Every single book I write starts from a different jumping-off point, and thus the drafting process asks something different of me each time. Depending on the project, I’ve gone in…
Plot-first: the book began with a premise or story arc. For example, The Thirteenth Circle’s basic plot was always “two middle-schoolers team up to investigate a mysterious crop circle phenomenon.” MarcyKate and I started our collaboration by brainstorming a sequence of key plot points we wanted our story to hit.
Character-first: the inspiration came from a character’s emotional problems/journey. For instance, How It Feels to Fly began as “a teen ballet dancer struggles with body image and anxiety.” With that book, I knew who my narrator was from the get-go, but it took a few false starts to determine what kind of situations I needed to put her in. I had to figure out what kind of story I wanted to build around this character.
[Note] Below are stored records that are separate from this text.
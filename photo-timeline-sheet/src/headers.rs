//! Column detection for loosely named spreadsheet headers.

pub const START_VARIANTS: [&str; 4] = ["Inicio", "Start", "Fecha inicio", "Desde"];
pub const END_VARIANTS: [&str; 4] = ["Fin", "End", "Fecha fin", "Hasta"];
pub const WEEK_VARIANTS: [&str; 4] = ["Semana", "Week", "Week #", "W"];
pub const COMMENT_VARIANTS: [&str; 4] = ["Comentario", "Comment", "Notas", "Descripción"];

const PUNCTUATION: [char; 7] = ['#', '(', ')', ':', ';', ',', '.'];

/// Column indexes chosen for one sheet.
#[derive(Debug, Clone, Copy, Default, PartialEq, Eq)]
pub struct ColumnMap {
    pub start: Option<usize>,
    pub end: Option<usize>,
    pub week: Option<usize>,
    pub comment: Option<usize>,
}

impl ColumnMap {
    pub fn detect(headers: &[String]) -> Self {
        let normalized: Vec<String> = headers.iter().map(|h| normalize_header(h)).collect();
        Self {
            start: find_column(&normalized, &START_VARIANTS),
            end: find_column(&normalized, &END_VARIANTS),
            week: find_column(&normalized, &WEEK_VARIANTS),
            comment: find_column(&normalized, &COMMENT_VARIANTS),
        }
    }
}

/// Fold accents to ASCII, lowercase, blank out punctuation and collapse whitespace.
pub fn normalize_header(header: &str) -> String {
    let folded: String = header
        .chars()
        .flat_map(char::to_lowercase)
        .filter_map(fold_char)
        .map(|c| if PUNCTUATION.contains(&c) { ' ' } else { c })
        .collect();
    folded.split_whitespace().collect::<Vec<_>>().join(" ")
}

fn fold_char(c: char) -> Option<char> {
    if c.is_ascii() {
        return Some(c);
    }
    let folded = match c {
        'á' | 'à' | 'ä' | 'â' | 'ã' | 'å' => 'a',
        'é' | 'è' | 'ë' | 'ê' => 'e',
        'í' | 'ì' | 'ï' | 'î' => 'i',
        'ó' | 'ò' | 'ö' | 'ô' | 'õ' => 'o',
        'ú' | 'ù' | 'ü' | 'û' => 'u',
        'ñ' => 'n',
        'ç' => 'c',
        c if c.is_whitespace() => ' ',
        _ => return None,
    };
    Some(folded)
}

/// Exact match on any variant first, then containment in either direction.
pub fn find_column(normalized_headers: &[String], variants: &[&str]) -> Option<usize> {
    let variants: Vec<String> = variants.iter().map(|v| normalize_header(v)).collect();

    for variant in &variants {
        if let Some(index) = normalized_headers.iter().position(|h| h == variant) {
            return Some(index);
        }
    }

    normalized_headers.iter().position(|header| {
        !header.is_empty()
            && variants.iter().any(|variant| {
                variant.contains(header.as_str()) || header.contains(variant.as_str())
            })
    })
}

#[cfg(test)]
mod tests {
    use super::*;

    fn headers(names: &[&str]) -> Vec<String> {
        names.iter().map(|name| name.to_string()).collect()
    }

    #[test]
    fn normalizes_accents_and_punctuation() {
        assert_eq!(normalize_header("  Descripción (Notas) "), "descripcion notas");
        assert_eq!(normalize_header("Week #"), "week");
        assert_eq!(normalize_header("Fecha\tInicio:"), "fecha inicio");
        assert_eq!(normalize_header("Año"), "ano");
    }

    #[test]
    fn exact_match_beats_containment() {
        let normalized: Vec<String> = headers(&["Fecha inicio", "Inicio"])
            .iter()
            .map(|h| normalize_header(h))
            .collect();
        assert_eq!(find_column(&normalized, &START_VARIANTS), Some(1));

        let normalized: Vec<String> = headers(&["Inicio de semana", "Desde"])
            .iter()
            .map(|h| normalize_header(h))
            .collect();
        assert_eq!(find_column(&normalized, &START_VARIANTS), Some(1));
    }

    #[test]
    fn detects_spanish_sheet() {
        let map = ColumnMap::detect(&headers(&["Semana", "Inicio", "Fin", "Comentario"]));
        assert_eq!(
            map,
            ColumnMap {
                week: Some(0),
                start: Some(1),
                end: Some(2),
                comment: Some(3),
            }
        );
    }

    #[test]
    fn detects_by_containment() {
        let map = ColumnMap::detect(&headers(&[
            "Semana (Week #)",
            "Fecha fin real",
            "Notas del día",
        ]));
        assert_eq!(map.week, Some(0));
        assert_eq!(map.end, Some(1));
        assert_eq!(map.comment, Some(2));
        assert_eq!(map.start, None);
    }

    #[test]
    fn blank_headers_never_match() {
        let map = ColumnMap::detect(&headers(&["", "  ", "Semana"]));
        assert_eq!(map.week, Some(2));
        assert_eq!(map.start, None);
    }
}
Of course, these two approaches can and do overlap. With The Thirteenth Circle, baked into the premise was the fact that one character (the “Mulder,” for my “X-Files” fans) believed in aliens, and the other character (the “Scully”) absolutely did not. Those important personality traits were in play from the very first chapters we wrote. With Tally Tuttle Turns Into a Turtle, meanwhile, I knew not only that a kid was going to transform into a turtle, but also that she was nervous and shy. As with The Thirteenth Circle, I began the drafting process with kind of a character archetype, on top of some plot benchmarks.
The book I’m toying with now is a slightly different beast. Like I mentioned above, I know the big themes, but not the specific details. I know what I want to say, but not how I need to say it. I don’t even know if the one gigantic plot point I am sure about happens closer to the start of the book (the rest is aftermath) or the end (in which case, it’s the climax).
Hence the trial and error!
So, yeah. Starting something totally new can be hard.
I’m doing a lot of percolating right now. A lot of staring into space. A lot of quiet grumbling at my screen.
I haven’t yet found my way into the story I want to tell.
But I’ll get there.
Maybe soon. Or maybe I’ll need to set this project aside for a while, until the pathway presents itself. (Some books take years to crack!) Either way, I’m making progress, because I’m making a bit of what’s inside my head exist on the page.
When you’re starting something from scratch, do you have a particular strategy that helps you get over the initial hump of, Ugh, this is hard! Or do you just grit your teeth and plow forward until you break through?